Amazon's ubiquitous carousel widget has become a recognisable, if not mainstream, user interface and the Fire HD 7 is based around it.
This iteration is the Fire OS 4 UI, which is built on top of Android 4.4 KitKat and is pretty much unrecognisable from Google's native version.
The carousel lets you scroll through your recently-used apps and content in reverse chronological order while below is the more traditional app icon grid.
Above the carousel is a menu of links taking you to Amazon's depository of physical goods and digital media. Scroll to the end and you'll find a couple of non-buying options like Web, Photos and Docs.
Everything about the UI, unsurprisingly, is about pushing content. If you turn the Fire HD 7 portrait then underneath a particular book, album or film appears thumbnail recommendations for similar purchases.
In one sense, the Fire HD 7 is supremely easy to use, with big friendly icons that can be quickly scrolled through and opened up. But key features like email, documents and settings are squirreled away behind the wall of content.
Like most Android tablets you can pull down the notifications panel from the top of the screen and quickly adjust things like brightness, Wi-Fi and access the settings. There's also a quick switch for something called Quiet Time that disables all notifications so as not to interrupt your reading time.
There's no way of customising the experience the same way you would with an Android or iOS tablet. There are no backgrounds to choose from and no widgets to install on the homescreen. If it's personalisation you're looking for, you won't find it here. That actually goes for advanced users as well – the Fire HD 7 is not a tablet to dig down into for those wanting a creative and social experience.
Amazon has effectively walled off Android, so there's no access to the Google Play store and no Google Apps to be had either. Instead, there's Amazon's own appstore; home to over 240,000 apps.
Pretty much all the big-hitters are available and Amazon also throws in a free app of the day as well as various seasonal giveaways to entice you.
Once you've accessed an app or piece of content, a small navigation bar can be called up by tapping the screen. It appears at the bottom of the screen in landscape mode and along the side in portrait mode, giving you the option to return to the homescreen, type out a search or go back a page.
The Kindle Fire HD 7 is equipped with a quad-core 1.5GHz processor and 1GB of RAM. In practice, I found the performance to be good, if not exemplary.
Apps and content loaded quickly in under a second, and swapping between landscape and portrait roughly a second itself.
On paper though, the performance is lacking compared to similarly priced tablets. The Geekbench 3 benchmarking app returned a multi-core score of 1476. By comparison, the Tesco Hudl 2 scored 2147 on the same. Even Google's aging Nexus 7 tablet managed a 1896 multi-core score.

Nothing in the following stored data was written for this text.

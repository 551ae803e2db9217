//! Edit player command.

use std::path::Path;

use teamgen_core::error::RosterError;
use teamgen_core::models::Category;
use teamgen_core::store::PlayerLibrary;

use crate::error::CliError;
use crate::util::{current_user, load_roster, locate_player, open_store, save_roster, status};

/// Edit player command handler
///
/// Applies to the roster and, when logged in, to the saved library.
pub fn cmd_edit(
    config_path: Option<&Path>,
    quiet: bool,
    player: &str,
    new_name: Option<&str>,
    category: Option<Category>,
) -> Result<(), CliError> {
    if new_name.is_none() && category.is_none() {
        return Err(CliError::Validation(
            "nothing to change: pass --name and/or --category".to_string(),
        ));
    }

    let mut store = open_store(config_path)?;
    let username = current_user(&mut store)?;
    let mut roster = load_roster(&mut store)?;
    let saved = match &username {
        Some(user) => PlayerLibrary::new(&mut store, user)?.load()?,
        None => Vec::new(),
    };

    let original = locate_player(&roster, &saved, player)?;
    let mut updated = original.clone();
    if let Some(name) = new_name {
        updated.rename(name)?;
    }
    if let Some(category) = category {
        updated.category = category;
    }

    if saved
        .iter()
        .any(|p| p.id != updated.id && p.name == updated.name)
    {
        return Err(RosterError::DuplicateName(updated.name).into());
    }

    let in_roster = roster.contains(updated.id);
    if in_roster {
        roster.update(updated.clone())?;
        save_roster(&mut store, &roster)?;
    }
    let in_library = match &username {
        Some(user) => PlayerLibrary::new(&mut store, user)?.update(&updated)?,
        None => false,
    };

    let places = match (in_roster, in_library) {
        (true, true) => "roster and library",
        (true, false) => "roster",
        _ => "library",
    };
    status(
        quiet,
        format_args!(
            "Updated '{}' to {} in the {places}",
            original.name,
            updated.display_label()
        ),
    );
    Ok(())
}
//! List roster command.

use std::path::Path;

use teamgen_core::models::Player;

use crate::cli::OutputFormat;
use crate::error::CliError;
use crate::format::format_players;
use crate::util::{load_roster, open_store};

/// List roster command handler
pub fn cmd_list(config_path: Option<&Path>, format: OutputFormat) -> Result<(), CliError> {
    let mut store = open_store(config_path)?;
    let roster = load_roster(&mut store)?;

    let players: Vec<&Player> = roster.iter().collect();
    println!("{}", format_players(&players, format)?);
    Ok(())
}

But when running graphically intensive games like Real Racing 3, the Fire HD 7 kept up the pace. I didn't experience any lag or stutter during gameplay and, when holding the tablet the right way, the stereo sound was really impressive. Turn the volume all the way up and you can actually feel it through the tablet's plastic chassis.
You're never going to use the Fire HD 7 for anything more complex than 3D gaming or streaming video and for these types of features, the processor, RAM and Fire OS are more than capable.